CHARLOTTE, N.C. — Charlotte police say the man shot in the head during Wednesday night’s protests near a downtown hotel has died.
Police spokesman Keith Trietley says in a news release that 26-year-old Justin Carr died Thursday at the hospital.
Carr was shot as protesters clashed with police in riot gear lined arm-in-arm protecting the Omni Hotel about 8:30 p.m. Wednesday. City officials say Carr was not shot by an officer.
Police Chief Kerr Putney says the detectives are determined to find who fired the fatal shots. No arrests have been made.
The protests stemmed from the police shooting of a black man, Keith Lamont Scott.
Violent protests erupt in Charlotte
After violent protests raged for the second night in Charlotte over the police shooting of a black man, the city’s police chief told reporters Thursday he has no intention of releasing dashcam video of Keith Lamont Scott’s shooting “to the masses.”
Asked whether there was a time at which the public could expect to see it, Chief Kerr Putney said there should be no such expectation.
“Transparency’s in the eye of the beholder,” he said. “If you think we should display a victim’s worst day for public consumption, that is not the transparency I’m speaking of.”
Putney warned that video will not provide “definitive visual evidence” that Scott pointed a gun at police officers. But other evidence and witness accounts support the police narrative that officers opened fire only after Scott refused to drop his weapon, he said.

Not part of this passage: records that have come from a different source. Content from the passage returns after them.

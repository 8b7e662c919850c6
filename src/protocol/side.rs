//! Wire-compliant serialization for [`Side`].

use crate::game::Side;

impl From<Side> for u8 {
    fn from(value: Side) -> Self {
        match value {
            Side::Left => 0,
            Side::Right => 1,
        }
    }
}
use std::time::SystemTime;

use crate::game::Side;

/// Terminal outcome of a match.
#[derive(Debug, Clone)]
pub enum MatchOutcome {
    /// One side reached the round target score.
    Completed {
        winner: Side,
        scores: [u32; 2],
        finished_at: SystemTime,
    },

    /// The two-player quota was not reached within the lobby timeout. The match never ran and
    /// there is nothing to report to the results store.
    TimedOut,
}
use std::net::{IpAddr, Ipv4Addr, SocketAddr};
use std::sync::Arc;
use std::{fs, io};

use clap::{Parser, ValueEnum};
use fern::FormatCallback;
use file_rotate::compression::Compression;
use file_rotate::suffix::AppendCount;
use file_rotate::{ContentLimit, FileRotate};
use time::format_description::well_known::Iso8601;
use tokio::net::TcpListener;
use tokio::signal::unix::{signal, SignalKind};
use tokio::task::JoinSet;

use crate::net::Acceptor;
use crate::registry::MatchRegistry;

mod game;
mod net;
mod persist;
mod protocol;
mod registry;

#[derive(Parser)]
#[command(about, long_about = None)]
struct Cli {
    /// Set the port number to bind the listening socket on.
    #[arg(long, short, default_value = "8000")]
    port: u16,

    /// Path of the PostgreSQL socket used to connect to the database engine.
    #[arg(
        long,
        short,
        default_value = "/var/run/postgresql",
        value_name = "PATH"
    )]
    socket_path: String,

    /// Set the folder path.
    ///
    /// The given path can be absolute or relative.
    /// The server will attempt to create all the folders nested in the path.
    #[arg(long, short, default_value = "./log/", value_name = "PATH")]
    log_folder: String,

    /// Set where the printed logging is outputted.
    #[arg(value_enum, long, short, default_value_t)]
    console_channel: ConsoleChannel,
}

#[derive(Copy, Clone, ValueEnum, Default)]
enum ConsoleChannel {
    /// Print to stdout
    #[default]
    Out,
    /// Print to stderr
    Err,
}

/// The tokio-ran main function runs a server listening on the configured port. All errors are logged, the [`Result`]
/// returned is only given for command-line environments.
#[tokio::main]
async fn main() -> Result<(), ()> {
    let cli = Cli::parse();
    setup_logger(cli.log_folder, cli.console_channel)
        .map_err(|e| eprintln!("Error while configuring logging : {e:?}"))?;
    let listen_address = SocketAddr::new(IpAddr::V4(Ipv4Addr::UNSPECIFIED), cli.port);
    log::info!("Server started. Listening on {listen_address}.");
    let db_client = Arc::new(connect_to_db(&cli.socket_path).await?);
    match TcpListener::bind(&listen_address).await {
        Ok(tcp_listener) => {
            let registry = Arc::new(MatchRegistry::new());
            let acceptor = Acceptor::new(tcp_listener);
            run_until_signaled(registry, acceptor, db_client).await
        }
        Err(e) => {
            log::error!("Failed to bind to address {listen_address} with error : {e}.");
            Err(())
        }
    }
}

/// Set up the global logger to log to stdout/stderr and to a file named as the current timestamp.
fn setup_logger(log_folder: String, console_channel: ConsoleChannel) -> io::Result<()> {
    // Configure log output on the given console
    let console_config = fern::Dispatch::new()
        .level(log::LevelFilter::Trace)
        .level_for("tungstenite", log::LevelFilter::Warn)
        .level_for("tokio_postgres", log::LevelFilter::Warn)
        .level_for("tokio_tungstenite", log::LevelFilter::Warn)
        .format(format_log);
    let console_config = match console_channel {
        ConsoleChannel::Out => console_config.chain(io::stdout()),
        ConsoleChannel::Err => console_config.chain(io::stderr()),
    };

    // Configure log output in rotating log files
    let rotator = make_rotator(log_folder)?;
    let file_config = fern::Dispatch::new()
        .level(log::LevelFilter::Trace)
        .level_for("tungstenite", log::LevelFilter::Debug)
        .level_for("tokio_postgres", log::LevelFilter::Debug)
        .level_for("tokio_tungstenite", log::LevelFilter::Debug)
        .format(format_log)
        .chain(rotator as Box<(dyn io::Write + Send)>);

    // Finish the config. Can unwrap because we know we only set the logger once.
    fern::Dispatch::new()
        .chain(console_config)
        .chain(file_config)
        .apply()
        .unwrap();
    Ok(())
}

/// Make the rotating file middleware to give to the logger.
fn make_rotator(log_folder: String) -> io::Result<Box<FileRotate<AppendCount>>> {
    fs::create_dir_all(&log_folder)?;
    let log_file_path = log_folder + "/" + &utc_now_wrapper() + ".log";
    let rotator = Box::new(FileRotate::new(
        log_file_path,
        AppendCount::new(10),
        ContentLimit::Lines(4000),
        Compression::None,
        #[cfg(unix)]
        None,
    ));
    Ok(rotator)
}

/// The function given to the logging crate [`fern`] to format messages.
fn format_log(out: FormatCallback, message: &std::fmt::Arguments, record: &log::Record) {
    out.finish(format_args!(
        "[{} {} {}] {}",
        utc_now_wrapper(),
        record.level(),
        &record
            .target()
            .chars()
            .take_while(|&c| c != ':')
            .collect::<String>(),
        message
    ))
}

/// Create a [`String`] of the current time in the UTC timezone, with a default in case of error.
fn utc_now_wrapper() -> String {
    time::OffsetDateTime::now_utc()
        .format(&Iso8601::DATE_TIME)
        .unwrap_or(String::from("invalid date"))
}

/// Try to establish a connection to a postgresql database through a non-tls and non-password protected socket at the
/// given path.
async fn connect_to_db(socket_path: &str) -> Result<tokio_postgres::Client, ()> {
    let socket_path = match fs::canonicalize(socket_path) {
        Ok(socket_path) => socket_path,
        Err(e) => {
            log::error!(
                "Could not turn the socket path to its canonical absolute form with error : {e}."
            );
            return Err(());
        }
    };
    match tokio_postgres::connect(
        &format!(
            "user=rallyserv sslmode=disable host={} port=5432",
            socket_path.display()
        ),
        tokio_postgres::NoTls,
    )
    .await
    {
        Ok((client, connection)) => {
            tokio::spawn(async {
                if let Err(e) = connection.await {
                    log::error!("Database connection worker error : {e}.");
                }
            });
            Ok(client)
        }
        Err(e) => {
            log::error!("Failed to connect to the database with error : {e}.");
            Err(())
        }
    }
}

/// Create asynchronous tasks to handle connections until an interrupt or terminate signal is received.
/// The return value of the tasks spawned are ignored. The registry sweeper runs alongside the
/// acceptor and dies with it.
async fn run_until_signaled(
    registry: Arc<MatchRegistry>,
    mut acceptor: Acceptor,
    db_client: Arc<tokio_postgres::Client>,
) -> Result<(), ()> {
    let (mut sigint_handler, mut sigterm_handler) = match signal(SignalKind::interrupt())
        .and_then(|si| signal(SignalKind::terminate()).map(|st| (si, st)))
    {
        Ok(s) => s,
        Err(e) => {
            log::error!("Failed to create the signal handlers with error : {e:?}.");
            return Err(());
        }
    };
    let mut task_set = JoinSet::new();
    task_set.spawn(registry::run_sweeper(Arc::clone(&registry)));
    let res = loop {
        tokio::select! {
            biased;
            signal = sigint_handler.recv() => match signal {
                Some(()) => {
                    log::info!("Received an interrupt signal.");
                    break Ok(());
                }
                None => {
                    log::error!("The interrupt signal handler stopped working, have to stop now.");
                    break Err(());
                }
            },
            signal = sigterm_handler.recv() => match signal {
                Some(()) => {
                    log::info!("Received a terminate signal.");
                    break Ok(());
                }
                None => {
                    log::error!("The terminate signal handler stopped working, have to stop now.");
                    break Err(());
                }
            },
            serve_result = acceptor.serve_next(&mut task_set, &registry, &db_client) => {
                if serve_result.is_err() {
                    break Err(());
                }
            },
        }
    };
    log::info!("Closing all connections and shutting down spawned tasks...");
    task_set.shutdown().await;
    log::info!("Done, exiting.");
    res
}
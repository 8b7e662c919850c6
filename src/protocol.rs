//! Implementation of the client-server communication protocol
//!
//! This module provides structures mapping the protocol messages, helper functions for messages and an entrypoint
//! function that runs the protocol on a given [`WebSocketStream`] connection : [`execute_protocol_on_connection`].
//!
//! The structures are :
//! * Serializable : [`ServerEvent`] and its [`StateSnapshot`] payload.
//! * Deserializable : [`HelloMessage`] and [`ClientEvent`].
//!
//! The messages received from the client are processed through the helper functions [`parse_client_event`] and
//! [`receive_hello_message`].

use std::fmt::Display;
use std::sync::Arc;
use std::time::Duration;

use futures_util::{SinkExt, StreamExt};
use tokio::io::{AsyncRead, AsyncWrite};
use tokio::sync::mpsc;
use tokio::time::Instant;
use tokio_tungstenite::tungstenite::Message;
use tokio_tungstenite::WebSocketStream;

pub use messages::{
    parse_client_event, receive_hello_message, ClientEvent, ClientEventError, HelloMessage,
    ServerEvent, StateSnapshot,
};

use crate::game::{JoinedPlayer, MatchSeed, MoveDir, QueuedMove};
use crate::persist;
use crate::registry::MatchRegistry;

pub mod constants;
mod messages;
mod side;

/// The current maximum version of the protocol supported.
const SUPPORTED_PROTO_VERSION: u8 = 1;

/// Receives a [`HelloMessage`], then drives the identified participant through lobby entry and the
/// realtime exchange of moves and state frames.
pub async fn execute_protocol_on_connection<S, D>(
    mut websocket: WebSocketStream<S>,
    log_id: D,
    registry: Arc<MatchRegistry>,
    db_client: Arc<tokio_postgres::Client>,
) where
    S: AsyncRead + AsyncWrite + Unpin,
    D: Display,
{
    log::info!("{log_id}: Beginning to unroll the protocol with a client.");
    match receive_hello_message(&mut websocket).await {
        Ok(HelloMessage { proto_version, .. }) if proto_version != SUPPORTED_PROTO_VERSION => {
            log::info!(
                "{log_id}: Received a request for protocol version {proto_version}, but is not \
                supported."
            );
        }
        Ok(HelloMessage { participant_id, .. }) => {
            if is_id_valid(&db_client, participant_id).await {
                run_identified_session(websocket, &log_id, participant_id, registry, db_client)
                    .await;
            } else {
                log::info!(
                    "{log_id}: The client sent an id that doesn't exist in the users database."
                );
            }
        }
        Err(e) => log::info!("{log_id}: Error while receiving a hello message : {e}."),
    }
    log::info!("{log_id}: Protocol done.");
}

/// Check in the database if the id given by the remote client exists. Refuses the connection on a
/// database failure, same as on an unknown id.
async fn is_id_valid(db_client: &Arc<tokio_postgres::Client>, participant_id: i64) -> bool {
    match persist::participant_exists(db_client, participant_id).await {
        Ok(exists) => exists,
        Err(e) => {
            log::error!("Database error while checking a participant id : {e}.");
            false
        }
    }
}

/// Wait for the client's match request, join the designated lobby, then pump moves inward and
/// state frames outward until either side is done.
async fn run_identified_session<S, D>(
    mut websocket: WebSocketStream<S>,
    log_id: &D,
    participant_id: i64,
    registry: Arc<MatchRegistry>,
    db_client: Arc<tokio_postgres::Client>,
) where
    S: AsyncRead + AsyncWrite + Unpin,
    D: Display,
{
    let Some(seed) = await_match_request(&mut websocket, log_id).await else {
        let _ = websocket.close(None).await;
        return;
    };

    // A participant can re-enter the lobby they already belong to, but never a second match.
    let handle = match registry.find_by_participant(participant_id) {
        Some(existing) if existing.external_id() != seed.external_id => {
            log::info!("{log_id}: Participant {participant_id} is already in another match.");
            let refusal = ServerEvent::Error {
                message: String::from("already taking part in another match"),
            };
            let _ = websocket.send(Message::Binary(Vec::from(&refusal))).await;
            let _ = websocket.close(None).await;
            return;
        }
        Some(existing) => existing,
        None => registry.find_or_create(seed, db_client),
    };

    let (outbound_tx, outbound_rx) = mpsc::channel(constants::OUTBOUND_QUEUE_DEPTH);
    let joined = match handle
        .join(participant_id, &log_id.to_string(), outbound_tx)
        .await
    {
        Ok(joined) => joined,
        Err(e) => {
            log::info!("{log_id}: Lobby refused the participant : {e}.");
            let refusal = ServerEvent::Error {
                message: e.to_string(),
            };
            let _ = websocket.send(Message::Binary(Vec::from(&refusal))).await;
            let _ = websocket.close(None).await;
            return;
        }
    };
    log::trace!("{log_id}: Joined a lobby on side {:?}.", joined.side);

    pump_session(websocket, log_id, joined, outbound_rx).await;

    handle.leave(&log_id.to_string());
}

/// Read client events until a [`ClientEvent::StartGame`] identifies the requested match. A client
/// that stays silent past the deadline is cut off, same as for the hello message.
async fn await_match_request<S, D>(
    websocket: &mut WebSocketStream<S>,
    log_id: &D,
) -> Option<MatchSeed>
where
    S: AsyncRead + AsyncWrite + Unpin,
    D: Display,
{
    let timeout_instant = Instant::now() + Duration::from_secs(5);
    loop {
        let msg = match tokio::time::timeout_at(timeout_instant, websocket.next()).await {
            Ok(msg) => msg,
            Err(_) => {
                log::info!("{log_id}: No match request arrived within the deadline.");
                return None;
            }
        };
        match parse_client_event(msg) {
            Ok(Some(ClientEvent::StartGame {
                game_id,
                player1_id,
                player2_id,
            })) => {
                return Some(MatchSeed {
                    external_id: game_id,
                    player1_id,
                    player2_id,
                });
            }
            Ok(Some(other)) => {
                log::debug!("{log_id}: Dropping an event received before a match request : {other:?}.");
            }
            Ok(None) => {}
            Err(ClientEventError::ConnectionLost) | Err(ClientEventError::Connection(_)) => {
                log::info!("{log_id}: Connection lost before a match request.");
                return None;
            }
            Err(e) => {
                log::info!("{log_id}: Invalid event before a match request : {e}.");
                return None;
            }
        }
    }
}

/// Forward match events to the client and queued moves to the match, until the match broadcast
/// channel closes or the client leaves.
async fn pump_session<S, D>(
    mut websocket: WebSocketStream<S>,
    log_id: &D,
    joined: JoinedPlayer,
    mut outbound_rx: mpsc::Receiver<ServerEvent>,
) where
    S: AsyncRead + AsyncWrite + Unpin,
    D: Display,
{
    loop {
        tokio::select! {
            event = outbound_rx.recv() => match event {
                Some(event) => {
                    if let Err(e) = websocket.send(Message::Binary(Vec::from(&event))).await {
                        log::info!("{log_id}: Error while sending an event : {e}.");
                        break;
                    }
                }
                None => {
                    log::trace!("{log_id}: The match is over, ending the session.");
                    break;
                }
            },
            msg = websocket.next() => match parse_client_event(msg) {
                Ok(Some(event)) => forward_client_event(log_id, &joined, event),
                Ok(None) => {}
                Err(ClientEventError::ConnectionLost) | Err(ClientEventError::Connection(_)) => {
                    log::info!("{log_id}: Client connection lost.");
                    break;
                }
                Err(e) => log::debug!("{log_id}: Dropping an invalid event : {e}."),
            },
        }
    }
    let _ = websocket.close(None).await;
}

/// Route one in-match client event. Moves are queued towards the match task; a full queue drops
/// the move, keeping a slow match from stalling the connection.
fn forward_client_event<D: Display>(log_id: &D, joined: &JoinedPlayer, event: ClientEvent) {
    match event {
        ClientEvent::MoveUp { timestamp } => {
            queue_move(log_id, joined, QueuedMove { dir: MoveDir::Up, timestamp });
        }
        ClientEvent::MoveDown { timestamp } => {
            queue_move(log_id, joined, QueuedMove { dir: MoveDir::Down, timestamp });
        }
        ClientEvent::Heartbeat { timestamp } => {
            log::trace!("{log_id}: Heartbeat at client time {timestamp}.");
        }
        ClientEvent::StartGame { .. } => {
            log::debug!("{log_id}: Ignoring a match request received mid-match.");
        }
    }
}

fn queue_move<D: Display>(log_id: &D, joined: &JoinedPlayer, queued: QueuedMove) {
    if joined.input.try_send(queued).is_err() {
        log::debug!("{log_id}: Move queue full, dropping a move.");
    }
}
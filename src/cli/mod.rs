//! CLI-specific functionality for taskrank
//!
//! This module contains argument parsing and task file loading; report
//! rendering lives in the binary.

pub mod args;
pub mod input;

pub use args::{Args, Commands};
pub use input::{FileError, TaskLoader};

Justin Bamberg, an attorney for the family of Scott, who was fatally shot by Charlotte police officer Brentley Vinson, said Scott’s relatives viewed the footage Thursday evening at Charlotte-Mecklenburg police headquarters. He would not comment on the family’s reaction.
Scott didn’t own a gun or habitually carry a gun, the family has told their attorneys, Bamberg said.
At the request of Scott’s family, Mecklenburg County District Attorney R. Andrew Murray has asked the State Bureau of Investigation to investigate Scott’s death, according to his office. State law requires the prosecutor to reach out to the bureau if the family requests it.